All standalone tools follow this pattern:

def tool_name(
    input: Path = typer.Option(...),
    output: Path = typer.Option(...),
    # ... options
):
    # 1. Initialize AssetManager
    assets = AssetManager(genome)

    # 2. Resolve GC assets (use helper)
    from .core.gc_assets import resolve_gc_assets
    gc = resolve_gc_assets(assets, output, sample_name, input, gc_correct, genome)

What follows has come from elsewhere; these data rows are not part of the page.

//! Row decoding and parameter binding for MySQL.
//!
//! Queries carry their bindings as `serde_json::Value`s so heterogeneous
//! parameter lists stay uniform across the builder layers; rows come back as
//! JSON objects keyed by column name, decoded per the driver's type metadata.

use serde_json::Value;
use sqlx::mysql::{MySql, MySqlArguments, MySqlRow};
use sqlx::query::Query;
use sqlx::{Column, Row, TypeInfo};

/// Bind JSON parameter values to a sqlx query dynamically.
pub(crate) fn bind_values<'q>(
    mut query: Query<'q, MySql, MySqlArguments>,
    params: &[Value],
) -> Query<'q, MySql, MySqlArguments> {
    for param in params {
        match param {
            Value::String(s) => query = query.bind(s.clone()),
            Value::Number(n) => {
                if let Some(i) = n.as_i64() {
                    query = query.bind(i);
                } else if let Some(u) = n.as_u64() {
                    query = query.bind(u);
                } else if let Some(f) = n.as_f64() {
                    query = query.bind(f);
                }
            }
            Value::Bool(b) => query = query.bind(*b),
            Value::Null => query = query.bind(Option::<String>::None),
            // Arrays/objects: bind as JSON text
            other => query = query.bind(other.to_string()),
        }
    }
    query
}

/// Serialize a sqlx row to a JSON object using column metadata.
pub(crate) fn row_to_json(row: &MySqlRow) -> Value {
    let mut map = serde_json::Map::new();
    for col in row.columns() {
        let name = col.name();
        let type_name = col.type_info().name();
        let value = match type_name {
            "BOOLEAN" => row
                .try_get::<bool, _>(name)
                .ok()
                .map(Value::Bool)
                .unwrap_or(Value::Null),
            "TINYINT" | "SMALLINT" | "MEDIUMINT" | "INT" | "BIGINT" | "YEAR" => row
                .try_get::<i64, _>(name)
                .ok()
                .map(|v| Value::Number(v.into()))
                .unwrap_or(Value::Null),
            "TINYINT UNSIGNED" | "SMALLINT UNSIGNED" | "MEDIUMINT UNSIGNED" | "INT UNSIGNED"
            | "BIGINT UNSIGNED" => row
                .try_get::<u64, _>(name)
                .ok()
                .map(|v| Value::Number(v.into()))
                .unwrap_or(Value::Null),
            "FLOAT" => row
                .try_get::<f32, _>(name)
                .ok()
                .and_then(|v| serde_json::Number::from_f64(f64::from(v)))
                .map(Value::Number)
                .unwrap_or(Value::Null),
            "DOUBLE" => row
                .try_get::<f64, _>(name)
                .ok()
                .and_then(serde_json::Number::from_f64)
                .map(Value::Number)
                .unwrap_or(Value::Null),
            "DATE" => row
                .try_get::<chrono::NaiveDate, _>(name)
                .ok()
                .map(|v| Value::String(v.to_string()))
                .unwrap_or(Value::Null),
            "TIME" => row
                .try_get::<chrono::NaiveTime, _>(name)
                .ok()
                .map(|v| Value::String(v.to_string()))
                .unwrap_or(Value::Null),
            "DATETIME" => row
                .try_get::<chrono::NaiveDateTime, _>(name)
                .ok()
                .map(|v| Value::String(v.format("%Y-%m-%d %H:%M:%S").to_string()))
                .unwrap_or(Value::Null),
            "TIMESTAMP" => row
                .try_get::<chrono::DateTime<chrono::Utc>, _>(name)
                .ok()
                .map(|v| Value::String(v.format("%Y-%m-%d %H:%M:%S").to_string()))
                .unwrap_or(Value::Null),
            "JSON" => row
                .try_get::<Value, _>(name)
                .ok()
                .unwrap_or(Value::Null),
            // VARCHAR, CHAR, TEXT, DECIMAL, ENUM, and everything else → string
            _ => row
                .try_get::<String, _>(name)
                .ok()
                .map(Value::String)
                .unwrap_or(Value::Null),
        };
        map.insert(name.to_string(), value);
    }
    Value::Object(map)
}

    # 3. Call Rust backend
    _core.run_unified_pipeline(...)

    # 4. Post-process (Python)
    from .core.tool_processor import process_tool
    process_tool(output_file, ...)

AssetManager

Centralizes access to bundled data:

assets = AssetManager("hg19")

# Properties
assets.gc_reference      # GC ref parquet
assets.valid_regions     # Valid regions BED
assets.bins_100kb        # Default bins
assets.wps_anchors       # WPS anchors BED

# Assay-aware methods
assets.get_gene_bed("xs2")     # Panel gene BED
assets.get_wps_anchors("xs2")  # Panel WPS anchors
assets.get_pon("xs2")          # Bundled PON

FeatureSerializer

Collects all features into unified JSON:

serializer = FeatureSerializer(sample_id)
serializer.add_fsc(fsc_df)
serializer.add_wps(wps_df)
serializer.add_motif(edm_dict, bpm_dict, mds)
# ...
serializer.save(output_file)

# Or load from existing outputs
serializer = FeatureSerializer.from_outputs(output_dir, sample_id)

Testing

Krewlyzer has 239 tests across unit, integration, and e2e categories.

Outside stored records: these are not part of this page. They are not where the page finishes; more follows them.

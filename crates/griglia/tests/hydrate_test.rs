#![allow(clippy::unwrap_used, clippy::expect_used)]
//! Request hydration tests.
//!
//! Exercises the public hydration API with realistic grid requests, plus the
//! round-trip property: flattening a nested descriptor and hydrating it
//! again reproduces the original.

use griglia::hydrate;
use serde_json::{Map, Value, json};

fn flat(pairs: &[(&str, &str)]) -> Map<String, Value> {
    pairs
        .iter()
        .map(|(k, v)| ((*k).to_string(), Value::String((*v).to_string())))
        .collect()
}

/// Re-encode a nested value as bracket-notated flat keys (scalar leaves only).
fn flatten(prefix: &str, value: &Value, out: &mut Map<String, Value>) {
    match value {
        Value::Object(map) => {
            for (key, child) in map {
                let path = if prefix.is_empty() {
                    key.clone()
                } else {
                    format!("{prefix}[{key}]")
                };
                flatten(&path, child, out);
            }
        }
        Value::Array(items) => {
            for (idx, child) in items.iter().enumerate() {
                flatten(&format!("{prefix}[{idx}]"), child, out);
            }
        }
        scalar => {
            out.insert(prefix.to_string(), scalar.clone());
        }
    }
}

#[test]
fn full_grid_request_hydrates() {
    let result = hydrate(&flat(&[
        ("draw", "1"),
        ("start", "0"),
        ("length", "10"),
        ("search[value]", "abc"),
        ("search[regex]", "false"),
        ("order[0][column]", "0"),
        ("order[0][dir]", "asc"),
        ("columns[0][data]", "name"),
        ("columns[0][searchable]", "true"),
        ("columns[0][orderable]", "true"),
        ("columns[0][search][value]", ""),
        ("columns[0][search][regex]", "false"),
        ("columns[1][data]", "email"),
        ("columns[1][searchable]", "true"),
        ("columns[1][orderable]", "false"),
    ]));

    assert_eq!(result["draw"], json!("1"));
    assert_eq!(result["search"], json!({"value": "abc", "regex": "false"}));
    assert_eq!(result["order"], json!([{"column": "0", "dir": "asc"}]));
    assert_eq!(result["columns"][0]["data"], json!("name"));
    assert_eq!(result["columns"][0]["search"]["regex"], json!("false"));
    assert_eq!(result["columns"][1]["orderable"], json!("false"));
}

#[test]
fn hydrate_after_flatten_round_trips() {
    let descriptor = json!({
        "draw": "2",
        "start": "20",
        "length": "10",
        "search": {"value": "rust", "regex": "false"},
        "order": [{"column": "1", "dir": "desc"}],
        "columns": [
            {"data": "id", "searchable": "false", "orderable": "true",
             "search": {"value": "", "regex": "false"}},
            {"data": "name", "searchable": "true", "orderable": "true",
             "search": {"value": "ab", "regex": "false"}},
        ],
    });

    let mut flattened = Map::new();
    flatten("", &descriptor, &mut flattened);
    assert!(flattened.contains_key("columns[1][search][value]"));

    assert_eq!(hydrate(&flattened), descriptor);
}

#[test]
fn already_nested_request_passes_through() {
    let mut request = Map::new();
    request.insert("draw".to_string(), json!(1));
    request.insert(
        "columns".to_string(),
        json!([{"data": "name", "searchable": "true"}]),
    );

    let result = hydrate(&request);
    assert_eq!(result["draw"], json!(1));
    assert_eq!(result["columns"][0]["data"], json!("name"));
}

→ Testing Guide for complete documentation including: - Feature → test file mapping - Fixture reference - Test writing examples

Quick Commands

# All tests
pytest tests/

# Fast unit tests only
pytest tests/unit/

# Specific feature
pytest tests/unit/test_fsc.py

# With coverage
pytest tests/ --cov=krewlyzer --cov-report=html

Tip

Modifying a feature? Check the Feature → Test Map to find which test file to update.

Rust Development

Building

cd rust

# Debug build (fast compile, slow run)
maturin develop

# Release build (slow compile, fast run)
maturin develop --release

Testing Rust

# Run Rust tests (currently minimal)
cargo test

# Check before committing
cargo clippy
cargo fmt --check

Debugging

# Enable verbose logging
RUST_LOG=debug krewlyzer run-all -i sample.bam ...

# Or in Python
python -c "
import logging
logging.basicConfig(level=logging.DEBUG)
from krewlyzer import _core
# ... your test code
"

Code Style

Python

Use typer for CLIs
Use rich for logging/progress
Type hints for all public functions
Docstrings (Google style)

Rust

Run cargo fmt before committing
Address cargo clippy warnings
Use anyhow::Result for error handling
Log with log::info!, log::debug!

Contributing Checklist

See CONTRIBUTING.md for full guidelines.